Aos poucos, assim como Pedro ao olhar para a tempestade, comecei a afundar novamente na minha realidade. A mochila nos ombros, os carros, as buzinas, uma risada estridente, um xingamento cá e lá. Quando o farol abriu, eu já sentia os joelhos doloridos e bocejava. O relógio marcava oito e meia quando entrei no banco e o tempo começou a passar novamente. O céu não é igual visto daqui de dentro, mas além do concreto o sol começou a brihar. Um momento lá em cima era tudo que eu precisava. E sigo assim, meio sem jeito, até o dia em que não haja vidros entre o céu e eu.

segunda-feira, 4 de maio de 2009

And so came Fall

Se fumasse, acho que seria o momento ideal para acender um cigarro.

O vento estava frio e as mangas curtas começavam a ficar nos armários. Já era outono, as folhas secas se moviam com o vento, serpenteando no chão entre as pernas dos transeuntes. Naquele canto, a praça, mesmo que diminuta, parecia englobar o mundo todo. O monumento no centro que antes fora ridicularizado, parecia mandar mensagens indiretas, como se corroborando aquilo que queria ouvir mas ninguém ousava falar. As respostas vem quando as perguntas certas são feitas.

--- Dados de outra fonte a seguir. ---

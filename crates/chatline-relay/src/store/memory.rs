use anyhow::Result;
use chatline::protocol::{Envelope, Frame, MessageId, UserId};
use dashmap::DashMap;
use std::collections::VecDeque;

use super::{DEFAULT_HISTORY_LIMIT, HistoryKey, HistoryStore, OfflineQueue};

/// Offline queue held in process memory. Lost on restart.
#[derive(Default)]
pub struct MemoryOfflineQueue {
    queues: DashMap<UserId, Vec<Frame>>,
}

impl MemoryOfflineQueue {
    pub fn new() -> Self {
        Self::default()
    }
}

impl OfflineQueue for MemoryOfflineQueue {
    fn push(&self, user_id: UserId, frame: &Frame) -> Result<()> {
        self.queues.entry(user_id).or_default().push(frame.clone());
        Ok(())
    }

    fn take_all(&self, user_id: UserId) -> Result<Vec<Frame>> {
        Ok(self
            .queues
            .remove(&user_id)
            .map(|(_, frames)| frames)
            .unwrap_or_default())
    }

    fn len(&self, user_id: UserId) -> Result<usize> {
        Ok(self.queues.get(&user_id).map(|q| q.len()).unwrap_or(0))
    }
}

pub struct MemoryHistory {
    lists: DashMap<HistoryKey, VecDeque<Envelope>>,
    limit: usize,
}

impl MemoryHistory {
    pub fn new(limit: usize) -> Self {
        Self {
            lists: DashMap::new(),
            limit: limit.max(1),
        }
    }
}

impl Default for MemoryHistory {
    fn default() -> Self {
        Self::new(DEFAULT_HISTORY_LIMIT)
    }
}

impl HistoryStore for MemoryHistory {
    fn append(&self, key: &HistoryKey, envelope: &Envelope) -> Result<()> {
        let mut list = self.lists.entry(*key).or_default();
        list.push_back(envelope.clone());
        while list.len() > self.limit {
            list.pop_front();
        }
        Ok(())
    }

    fn mark_removed(&self, key: &HistoryKey, id: MessageId) -> Result<bool> {
        let Some(mut list) = self.lists.get_mut(key) else {
            return Ok(false);
        };
        match list.iter_mut().rev().find(|e| e.id == id) {
            Some(entry) => {
                entry.isremove = true;
                Ok(true)
            }
            None => Ok(false),
        }
    }

    fn recent(&self, key: &HistoryKey, limit: usize) -> Result<Vec<Envelope>> {
        let Some(list) = self.lists.get(key) else {
            return Ok(Vec::new());
        };
        let skip = list.len().saturating_sub(limit);
        Ok(list.iter().skip(skip).cloned().collect())
    }
}

#[cfg(test)]
mod tests {
    use super::*;
    use chatline::protocol::{ChatType, MessageKind};
    use serde_json::Map;

    fn envelope(id: MessageId) -> Envelope {
        Envelope {
            id,
            from_id: 1,
            from_name: "alice".to_string(),
            from_avatar: String::new(),
            to_id: 2,
            to_name: "bob".to_string(),
            to_avatar: String::new(),
            chat_type: ChatType::User,
            kind: MessageKind::Text,
            data: format!("m{id}"),
            options: Map::new(),
            create_time: id,
            isremove: false,
        }
    }

    #[test]
    fn take_all_drains_in_order() {
        let queue = MemoryOfflineQueue::new();
        for id in 1..=3 {
            queue.push(2, &Frame::ok(envelope(id))).unwrap();
        }
        assert_eq!(queue.len(2).unwrap(), 3);

        let ids: Vec<_> = queue
            .take_all(2)
            .unwrap()
            .iter()
            .map(|f| f.envelope().unwrap().id)
            .collect();
        assert_eq!(ids, vec![1, 2, 3]);
        assert!(queue.take_all(2).unwrap().is_empty());
        assert_eq!(queue.len(2).unwrap(), 0);
    }

    #[test]
    fn history_is_capped() {
        let history = MemoryHistory::new(3);
        let key = HistoryKey::new(2, ChatType::User, 1);
        for id in 1..=5 {
            history.append(&key, &envelope(id)).unwrap();
        }
        let ids: Vec<_> = history
            .recent(&key, 10)
            .unwrap()
            .iter()
            .map(|e| e.id)
            .collect();
        assert_eq!(ids, vec![3, 4, 5]);

        let ids: Vec<_> = history
            .recent(&key, 2)
            .unwrap()
            .iter()
            .map(|e| e.id)
            .collect();
        assert_eq!(ids, vec![4, 5]);
    }

    #[test]
    fn mark_removed_flags_entry() {
        let history = MemoryHistory::default();
        let key = HistoryKey::new(2, ChatType::User, 1);
        history.append(&key, &envelope(7)).unwrap();

        assert!(history.mark_removed(&key, 7).unwrap());
        assert!(!history.mark_removed(&key, 8).unwrap());
        assert!(
            !history
                .mark_removed(&HistoryKey::new(3, ChatType::User, 1), 7)
                .unwrap()
        );
        assert!(history.recent(&key, 1).unwrap()[0].isremove);
    }
}
#[cfg(test)]
pub(crate) mod tests {
    use super::*;
    use crate::delivery::tests::FailingHistory;
    use crate::directory::{Friendship, MemoryDirectory};
    use chatline::protocol::{GroupMember, Label, MessageKind};
    use crate::registry::Outbound;

    pub(crate) fn profile(id: UserId, username: &str) -> UserProfile {
        UserProfile {
            id,
            username: username.to_string(),
            nickname: None,
            avatar: format!("{username}.png"),
            enabled: true,
        }
    }

    /// alice(1), bob(2), carol(3), dave(4, disabled). alice and bob are
    /// friends; bob calls alice "Al". Group 100 = alice (owner), bob, carol.
    pub(crate) fn fixture() -> (Relay, Arc<MemoryDirectory>) {
        let directory = Arc::new(MemoryDirectory::new());
        directory.upsert_user(profile(1, "alice"));
        directory.upsert_user(profile(2, "bob"));
        directory.upsert_user(profile(3, "carol"));
        directory.upsert_user(UserProfile {
            enabled: false,
            ..profile(4, "dave")
        });
        directory.befriend(1, 2);
        directory.upsert_friendship(Friendship {
            user_id: 2,
            friend_id: 1,
            nickname: Some("Al".to_string()),
            blacklisted: false,
        });
        directory.befriend(1, 4);
        directory.upsert_group(GroupSnapshot {
            id: 100,
            name: "crew".to_string(),
            avatar: String::new(),
            owner_id: 1,
            active: true,
            members: vec![
                GroupMember {
                    user_id: 1,
                    nickname: Some("captain".to_string()),
                },
                GroupMember {
                    user_id: 2,
                    nickname: None,
                },
                GroupMember {
                    user_id: 3,
                    nickname: None,
                },
            ],
        });
        (Relay::in_memory(directory.clone()), directory)
    }

    fn online(relay: &Relay, user_id: UserId) -> Outbound {
        let (handle, out) = ConnectionHandle::channel(16);
        relay.connect(user_id, handle);
        out
    }

    fn text(to_id: i64, chat_type: ChatType, data: &str) -> SendRequest {
        SendRequest {
            to_id,
            chat_type,
            kind: MessageKind::Text,
            data: data.to_string(),
            options: None,
        }
    }

    #[tokio::test]
    async fn direct_send_uses_aliases_and_keeps_copy() {
        let (relay, _) = fixture();
        let mut bob = online(&relay, 2);

        let envelope = relay.send(1, text(2, ChatType::User, "hi")).await.unwrap();
        assert_eq!(envelope.from_name, "Al");
        assert_eq!(envelope.to_name, "bob");
        assert_eq!(bob.rx.try_recv().unwrap().envelope(), Some(&envelope));

        let own = relay.history(1, ChatType::User, 2, None).await.unwrap();
        assert_eq!(own, vec![envelope.clone()]);
        let theirs = relay.history(2, ChatType::User, 1, None).await.unwrap();
        assert_eq!(theirs, vec![envelope]);
    }

    #[tokio::test]
    async fn direct_send_offline_queues_once() {
        let (relay, _) = fixture();
        relay.send(1, text(2, ChatType::User, "hi")).await.unwrap();
        assert_eq!(relay.router().queued(2).await.unwrap(), 1);
        assert!(relay.history(2, ChatType::User, 1, None).await.unwrap().is_empty());
    }

    #[tokio::test]
    async fn blocked_or_stranger_is_rejected() {
        let (relay, directory) = fixture();
        let err = relay.send(3, text(2, ChatType::User, "hi")).await.unwrap_err();
        assert!(matches!(err, RelayError::NotFound(_)));

        directory.upsert_friendship(Friendship {
            user_id: 2,
            friend_id: 1,
            nickname: None,
            blacklisted: true,
        });
        let err = relay.send(1, text(2, ChatType::User, "hi")).await.unwrap_err();
        assert!(matches!(err, RelayError::NotFound(_)));
        assert_eq!(relay.router().queued(2).await.unwrap(), 0);
    }

    #[tokio::test]
    async fn disabled_recipient_is_rejected() {
        let (relay, _) = fixture();
        let err = relay.send(1, text(4, ChatType::User, "hi")).await.unwrap_err();
        assert!(matches!(err, RelayError::NotFound(_)));
    }

    #[tokio::test]
    async fn system_kind_and_bad_card_rejected_before_delivery() {
        let (relay, _) = fixture();
        let mut request = text(2, ChatType::User, "hi");
        request.kind = MessageKind::System;
        assert!(matches!(
            relay.send(1, request).await.unwrap_err(),
            RelayError::InvalidRequest(_)
        ));

        let mut request = text(2, ChatType::User, "card");
        request.kind = MessageKind::Card;
        request.options = Some("[]".to_string());
        assert!(matches!(
            relay.send(1, request).await.unwrap_err(),
            RelayError::MalformedPayload(_)
        ));
        assert_eq!(relay.router().queued(2).await.unwrap(), 0);
    }

    #[tokio::test]
    async fn group_send_excludes_sender() {
        let (relay, _) = fixture();
        let mut alice = online(&relay, 1);
        let mut bob = online(&relay, 2);

        let envelope = relay.send(1, text(100, ChatType::Group, "yo")).await.unwrap();
        assert_eq!(envelope.from_name, "captain");
        assert_eq!(envelope.to_id, 100);
        assert_eq!(envelope.to_name, "crew");

        assert!(bob.rx.try_recv().is_ok());
        assert!(alice.rx.try_recv().is_err());
        assert_eq!(relay.router().queued(3).await.unwrap(), 1);
        assert_eq!(relay.router().queued(1).await.unwrap(), 0);

        let filed = relay.history(2, ChatType::Group, 1, None).await.unwrap();
        assert_eq!(filed, vec![envelope]);
        assert!(relay.history(2, ChatType::Group, 100, None).await.unwrap().is_empty());
    }

    #[tokio::test]
    async fn history_write_failure_does_not_fail_sender() {
        let (_, directory) = fixture();
        let relay = Relay::new(
            directory,
            Arc::new(MemoryOfflineQueue::new()),
            Arc::new(FailingHistory),
            DEFAULT_HISTORY_LIMIT,
        );
        let mut bob = online(&relay, 2);

        let envelope = relay.send(1, text(2, ChatType::User, "hi")).await.unwrap();
        assert_eq!(bob.rx.try_recv().unwrap().envelope(), Some(&envelope));

        let tombstone = relay
            .recall(
                1,
                RecallRequest {
                    to_id: 2,
                    chat_type: ChatType::User,
                    id: envelope.id,
                },
            )
            .await
            .unwrap();
        assert_eq!(bob.rx.try_recv().unwrap().tombstone(), Some(&tombstone));
    }

    #[tokio::test]
    async fn non_member_cannot_send_to_group() {
        let (relay, directory) = fixture();
        directory.upsert_user(profile(5, "eve"));
        let err = relay.send(5, text(100, ChatType::Group, "hey")).await.unwrap_err();
        assert!(matches!(err, RelayError::Forbidden(_)));

        let err = relay.send(1, text(999, ChatType::Group, "hey")).await.unwrap_err();
        assert!(matches!(err, RelayError::NotFound(_)));
    }

    #[tokio::test]
    async fn recall_follows_original_route() {
        let (relay, _) = fixture();
        let mut bob = online(&relay, 2);
        let envelope = relay.send(1, text(2, ChatType::User, "oops")).await.unwrap();
        bob.rx.try_recv().unwrap();

        let tombstone = relay
            .recall(
                1,
                RecallRequest {
                    to_id: 2,
                    chat_type: ChatType::User,
                    id: envelope.id,
                },
            )
            .await
            .unwrap();
        assert_eq!(tombstone, envelope.tombstone());

        let frame = bob.rx.try_recv().unwrap();
        assert_eq!(frame.msg, Label::Recall);
        assert_eq!(frame.tombstone(), Some(&tombstone));

        assert!(relay.history(2, ChatType::User, 1, None).await.unwrap()[0].isremove);
        assert!(relay.history(1, ChatType::User, 2, None).await.unwrap()[0].isremove);
    }

    #[tokio::test]
    async fn group_recall_excludes_actor_and_tolerates_missing_group() {
        let (relay, _) = fixture();
        let request = RecallRequest {
            to_id: 100,
            chat_type: ChatType::Group,
            id: 77,
        };
        relay.recall(1, request).await.unwrap();
        assert_eq!(relay.router().queued(1).await.unwrap(), 0);
        assert_eq!(relay.router().queued(2).await.unwrap(), 1);
        assert_eq!(relay.router().queued(3).await.unwrap(), 1);

        let missing = RecallRequest {
            to_id: 555,
            chat_type: ChatType::Group,
            id: 78,
        };
        let tombstone = relay.recall(1, missing).await.unwrap();
        assert_eq!(tombstone.to_id, 555);
    }

    #[tokio::test]
    async fn group_notices_reach_actor() {
        let (relay, directory) = fixture();
        let group = directory_group(&directory);

        let envelope = relay
            .group_event(GroupEvent {
                actor_id: 2,
                group: group.clone(),
                kind: GroupEventKind::Renamed {
                    name: "new crew".to_string(),
                },
            })
            .await
            .unwrap();
        assert_eq!(envelope.kind, MessageKind::System);
        assert_eq!(envelope.data, "bob renamed the group to new crew");
        assert_eq!(envelope.to_name, "new crew");
        for member in 1..=3 {
            assert_eq!(relay.router().queued(member).await.unwrap(), 1);
        }

        let left = relay
            .group_event(GroupEvent {
                actor_id: 3,
                group: group.clone(),
                kind: GroupEventKind::Quit,
            })
            .await
            .unwrap();
        assert_eq!(left.data, "carol left the group");

        let dissolved = relay
            .group_event(GroupEvent {
                actor_id: 1,
                group,
                kind: GroupEventKind::Quit,
            })
            .await
            .unwrap();
        assert_eq!(dissolved.data, notice::GROUP_DISSOLVED);
        assert_eq!(dissolved.from_name, "captain");
    }

    fn directory_group(directory: &MemoryDirectory) -> GroupSnapshot {
        directory.group(100).unwrap().unwrap()
    }

    #[tokio::test]
    async fn admit_checks_account() {
        let (relay, _) = fixture();
        assert!(relay.admit(1).await.is_ok());
        assert!(matches!(
            relay.admit(4).await.unwrap_err(),
            RelayError::Forbidden(_)
        ));
        assert!(matches!(
            relay.admit(42).await.unwrap_err(),
            RelayError::Unauthorized(_)
        ));
    }

    #[tokio::test]
    async fn history_limit_is_clamped() {
        let (relay, _) = fixture();
        for i in 0..3 {
            relay
                .send(1, text(2, ChatType::User, &format!("m{i}")))
                .await
                .unwrap();
        }
        let page = relay.history(1, ChatType::User, 2, Some(2)).await.unwrap();
        assert_eq!(
            page.iter().map(|e| e.data.as_str()).collect::<Vec<_>>(),
            vec!["m1", "m2"]
        );
        assert_eq!(relay.history(1, ChatType::User, 2, Some(0)).await.unwrap().len(), 1);
    }
}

A verdade é que a segunda-feira parecia quarta e o bla-bla-bla ritmado da sala de aula era uma mistura de suco de maracujá com calmante. Por mais que o assunto fosse interessante, não havia como manter-se focado e aquele passeio na noite quase-fria pareceu ser a melhor opção. Meia hora depois, mesmo não sendo novos ares, o sono tinha dado uma trégua e resolveu que estava tarde demais pra ficar pensando.

Olhou de soslaio duas meninas que estava no canto da praça, esticou as pernas e voltou pra sala.